I don’t remember looking at myself in the mirror very often as a kid. Maybe because I was always seeking other people’s opinions of me rather than forming my own opinions about myself. But also, up until then, I never thought much about my appearance. I had recently been escorted to Montgomery Ward by my sister Hazel and our mom to pick out my first bra. I found punching the cups so they sat inverted on the table much more entertaining than paying attention to which kind of bra I got. Hazel pointed out that my first bra was already bigger than hers even though she’s nearly eight years older than me. I was used to it. Mom always reminded us that when Hazel entered kindergarten she weighed only 35 pounds and I weighed 65. Hazel favored her dad’s mother, who was short and petite. I favored my dad’s mother who is the reason I learned the word cankle far earlier than I probably should have. I wore the clothes my mom brought home from her job at Kmart or I wore Hazel’s hand me downs. Although by the time I was nine I was bigger than seventeen year old Hazel, so the hand me downs stopped being handed down. Most of my polyester pants and shirts were Blue Light Specials. The ponchos and acrylic sweater vests were the results of my mother’s voracious need to craft. She went through a wild crocheting phase in the mid to late Seventies. Quaaludes weren’t my mom’s thing, man. Her idea of unwinding was winding yarn around a big hooked needle.

But there I sat, sweaty and red, thinking, “Lavender Girl will probably ask her mother to wash this vanity seat cushion now. No, she’ll probably put it in the washer herself.”

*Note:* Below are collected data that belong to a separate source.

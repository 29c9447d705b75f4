use anyhow::Result;
use async_trait::async_trait;
use chrono::{DateTime, Utc};
use rust_decimal::Decimal;
use serde::{Deserialize, Serialize};
use std::fmt;
use std::sync::Arc;

// ---------------------------------------------------------------------------
// Unified broker types (broker-agnostic)
// ---------------------------------------------------------------------------

#[derive(Debug, Clone, Copy, PartialEq, Eq, Hash, Serialize, Deserialize)]
#[serde(rename_all = "lowercase")]
pub enum OrderSide {
    Buy,
    Sell,
}

impl OrderSide {
    pub fn opposite(self) -> Self {
        match self {
            OrderSide::Buy => OrderSide::Sell,
            OrderSide::Sell => OrderSide::Buy,
        }
    }
}

impl fmt::Display for OrderSide {
    fn fmt(&self, f: &mut fmt::Formatter<'_>) -> fmt::Result {
        match self {
            OrderSide::Buy => write!(f, "buy"),
            OrderSide::Sell => write!(f, "sell"),
        }
    }
}

/// A market entry with attached take-profit and stop-loss exit legs.
///
/// Prices are kept at full precision; adapters round them to the venue's
/// tick size when serializing.
#[derive(Debug, Clone, PartialEq, Serialize, Deserialize)]
pub struct BracketOrderRequest {
    pub symbol: String,
    pub quantity: u64,
    pub side: OrderSide,
    pub take_profit_price: Decimal,
    pub stop_loss_price: Decimal,
}

#[derive(Debug, Clone, Serialize, Deserialize)]
pub struct BrokerOrder {
    pub id: String,
    pub client_order_id: String,
    pub created_at: DateTime<Utc>,
    pub filled_at: Option<DateTime<Utc>>,
    pub symbol: String,
    pub qty: Option<String>,
    pub filled_qty: Option<String>,
    pub filled_avg_price: Option<String>,
    pub order_type: String,
    pub side: String,
    pub status: String,
}

impl BrokerOrder {
    pub fn filled_quantity_decimal(&self) -> Option<Decimal> {
        self.filled_qty.as_ref().and_then(|s| s.parse().ok())
    }
    pub fn filled_avg_price_decimal(&self) -> Option<Decimal> {
        self.filled_avg_price.as_ref().and_then(|s| s.parse().ok())
    }
}

// ---------------------------------------------------------------------------
// Broker trait
// ---------------------------------------------------------------------------

#[async_trait]
pub trait BrokerClient: Send + Sync {
    /// Cash available for new positions
    async fn get_cash(&self) -> Result<Decimal>;

    /// Most recent tradable price for a symbol
    async fn get_last_price(&self, symbol: &str) -> Result<Decimal>;

    /// Submit a bracket order (market entry + take-profit + stop-loss)
    async fn submit_bracket_order(&self, order: BracketOrderRequest) -> Result<BrokerOrder>;

    /// Flatten any position in `symbol`. `None` when there was nothing to close.
    async fn close_position(&self, symbol: &str) -> Result<Option<BrokerOrder>>;

    /// Whether this is a paper/simulated account
    fn is_paper(&self) -> bool;

    /// Broker name for logging
    fn broker_name(&self) -> &str;
}

#[async_trait]
impl<T: BrokerClient + ?Sized> BrokerClient for Arc<T> {
    async fn get_cash(&self) -> Result<Decimal> {
        (**self).get_cash().await
    }

    async fn get_last_price(&self, symbol: &str) -> Result<Decimal> {
        (**self).get_last_price(symbol).await
    }

    async fn submit_bracket_order(&self, order: BracketOrderRequest) -> Result<BrokerOrder> {
        (**self).submit_bracket_order(order).await
    }

    async fn close_position(&self, symbol: &str) -> Result<Option<BrokerOrder>> {
        (**self).close_position(symbol).await
    }

    fn is_paper(&self) -> bool {
        (**self).is_paper()
    }

    fn broker_name(&self) -> &str {
        (**self).broker_name()
    }
}

#[cfg(test)]
mod tests {
    use super::*;
    use rust_decimal_macros::dec;

    #[test]
    fn test_side_serializes_lowercase() {
        assert_eq!(serde_json::to_string(&OrderSide::Buy).unwrap(), "\"buy\"");
        assert_eq!(serde_json::to_string(&OrderSide::Sell).unwrap(), "\"sell\"");
        assert_eq!(OrderSide::Buy.opposite(), OrderSide::Sell);
        assert_eq!(OrderSide::Sell.to_string(), "sell");
    }

    #[test]
    fn test_filled_decimals() {
        let order = BrokerOrder {
            id: "1".to_string(),
            client_order_id: "c1".to_string(),
            created_at: Utc::now(),
            filled_at: None,
            symbol: "SPY".to_string(),
            qty: Some("10".to_string()),
            filled_qty: Some("10".to_string()),
            filled_avg_price: Some("412.37".to_string()),
            order_type: "market".to_string(),
            side: "buy".to_string(),
            status: "filled".to_string(),
        };
        assert_eq!(order.filled_quantity_decimal(), Some(dec!(10)));
        assert_eq!(order.filled_avg_price_decimal(), Some(dec!(412.37)));
    }
}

It was the first time I remember feeling self-conscious. I looked down at the vanity. Lotions and kiddie perfume were aligned on the left side of the vanity. On the right side by a white comb, clean, no sand in it from deciding the Barbies needed a vacation and brushing their hair for two hours in the sand box (beach) next to my backyard kiddie pool (ocean). Oh. That’s why I was sunburned. Next to the clean white comb lay a lavender hair brush.

I have no memory of my thoughts before I stole the brush. All I remember was picking it up in my hand. I remember nothing more of the sleep over. Did I call my mom and ask her to come get me or did I stay the night and I just can’t remember where we slept or what we did the rest of the night thirty-one years later?

After a couple of days, Hazel noticed the hair brush inside our underwear drawer while she was searching for her pot stash. She asked me about it. I lied. Who cares, I’m a sinner already. “A friend gave it to me.” I stared at the plastic lavender handle and wondered what I should say or do next. Hazel grabbed her stash, smiled and said, “Oh. Cool. That was nice.” She kissed me on the forehead and turned to leave. Kevin, her future husband of going on twenty-seven years now was waiting outside in his big blue boat—that’s what my dad called it. Whenever Kevin would pull into the driveway, Calvin would say to his step-daughter Hazel, “There’s that big blue boat. I bet it’s a gas guzzler.” His one contribution to parenting ticked off the list inside his head, he’d go sit in his chair and watch TV.

As Hazel left the room to go on her date with Kevin, I looked at the picture of Jesus that hung on our bedroom wall just above the light switch next to the door. It had waxy lip prints covering Jesus’ forehead. Come to think of it, I might have snagged one of Lavender Girl’s lip balms from the vanity too.